### Work order
Your answer should be every line of the records that contains the word "frames", copied as it stands.

:: Materials provided ::

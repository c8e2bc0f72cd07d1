//! Process configuration from `OVD_*` environment variables.

use std::env;
use std::path::PathBuf;
use std::str::FromStr;
use std::time::Duration;

use crate::error::{Error, Result};

/// Upper bound for `OVD_BUFFER_EXTRA_SECONDS`.
const MAX_BUFFER_EXTRA_SECONDS: f64 = 3600.0;

#[derive(Debug, Clone, PartialEq)]
pub struct WatchdogConfig {
    pub port: u16,
    pub database_url: String,
    /// Rule file or directory of rule files.
    pub rules_path: PathBuf,
    pub channels_dir: PathBuf,
    pub incident_dir: PathBuf,
    pub input_dir: PathBuf,
    pub track_log: PathBuf,
    pub fps: f64,
    /// Run the detector every N frames.
    pub detection_interval: u64,
    /// Seconds kept in the ring buffer beyond the longest pre+post window.
    pub buffer_extra_seconds: f64,
    pub buffer_max_mb: usize,
    pub alert_workers: usize,
    pub alert_queue: usize,
    pub send_timeout: Duration,
    /// `None` disables automatic resolution.
    pub resolve_after_seconds: Option<f64>,
    pub camera_id: String,
}

impl Default for WatchdogConfig {
    fn default() -> Self {
        Self {
            port: 3000,
            database_url: "sqlite:watchdog.db?mode=rwc".to_string(),
            rules_path: PathBuf::from("configs/rules"),
            channels_dir: PathBuf::from("configs/notifications"),
            incident_dir: PathBuf::from("data/incidents"),
            input_dir: PathBuf::from("data/frames"),
            track_log: PathBuf::from("data/tracks.jsonl"),
            fps: 30.0,
            detection_interval: 30,
            buffer_extra_seconds: 10.0,
            buffer_max_mb: 500,
            alert_workers: 2,
            alert_queue: 64,
            send_timeout: Duration::from_secs(10),
            resolve_after_seconds: Some(30.0),
            camera_id: "camera_1".to_string(),
        }
    }
}

impl WatchdogConfig {
    pub fn from_env() -> Result<Self> {
        Self::from_lookup(|key| env::var(key).ok())
    }

    /// Build from an arbitrary variable lookup. Unset variables keep their
    /// default; set but unparsable ones are an error.
    pub fn from_lookup<F>(lookup: F) -> Result<Self>
    where
        F: Fn(&str) -> Option<String>,
    {
        let defaults = Self::default();
        let string = |key: &str, default: String| lookup(key).unwrap_or(default);
        let path = |key: &str, default: PathBuf| lookup(key).map(PathBuf::from).unwrap_or(default);

        let fps: f64 = parse(&lookup, "OVD_FPS", defaults.fps)?;
        if !(fps.is_finite() && fps > 0.0) {
            return Err(Error::Config(format!("OVD_FPS must be positive, got {fps}")));
        }
        let detection_interval: u64 = parse(&lookup, "OVD_DETECTION_INTERVAL", defaults.detection_interval)?;
        let send_timeout_secs: u64 = parse(&lookup, "OVD_SEND_TIMEOUT_SECS", defaults.send_timeout.as_secs())?;
        let resolve_after: f64 = parse(&lookup, "OVD_RESOLVE_AFTER_SECS", 30.0)?;
        let buffer_extra_seconds: f64 =
            parse(&lookup, "OVD_BUFFER_EXTRA_SECONDS", defaults.buffer_extra_seconds)?;
        if !(0.0..=MAX_BUFFER_EXTRA_SECONDS).contains(&buffer_extra_seconds) {
            return Err(Error::Config(format!(
                "OVD_BUFFER_EXTRA_SECONDS must be between 0 and {MAX_BUFFER_EXTRA_SECONDS}, got {buffer_extra_seconds}"
            )));
        }

        Ok(Self {
            port: parse(&lookup, "OVD_PORT", defaults.port)?,
            database_url: string("OVD_DATABASE_URL", defaults.database_url),
            rules_path: path("OVD_RULES", defaults.rules_path),
            channels_dir: path("OVD_CHANNELS_DIR", defaults.channels_dir),
            incident_dir: path("OVD_INCIDENT_DIR", defaults.incident_dir),
            input_dir: path("OVD_INPUT_DIR", defaults.input_dir),
            track_log: path("OVD_TRACK_LOG", defaults.track_log),
            fps,
            detection_interval: detection_interval.max(1),
            buffer_extra_seconds,
            buffer_max_mb: parse(&lookup, "OVD_BUFFER_MAX_MB", defaults.buffer_max_mb)?,
            alert_workers: parse(&lookup, "OVD_ALERT_WORKERS", defaults.alert_workers)?,
            alert_queue: parse(&lookup, "OVD_ALERT_QUEUE", defaults.alert_queue)?,
            send_timeout: Duration::from_secs(send_timeout_secs),
            resolve_after_seconds: (resolve_after > 0.0).then_some(resolve_after),
            camera_id: string("OVD_CAMERA_ID", defaults.camera_id),
        })
    }

    pub fn buffer_max_bytes(&self) -> usize {
        self.buffer_max_mb.saturating_mul(1024 * 1024)
    }
}

fn parse<T, F>(lookup: &F, key: &str, default: T) -> Result<T>
where
    T: FromStr,
    T::Err: std::fmt::Display,
    F: Fn(&str) -> Option<String>,
{
    match lookup(key) {
        Some(raw) => raw
            .trim()
            .parse()
            .map_err(|e| Error::Config(format!("{key}={raw:?}: {e}"))),
        None => Ok(default),
    }
}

:::

### Output
    /// Run the detector every N frames.
            input_dir: PathBuf::from("data/frames"),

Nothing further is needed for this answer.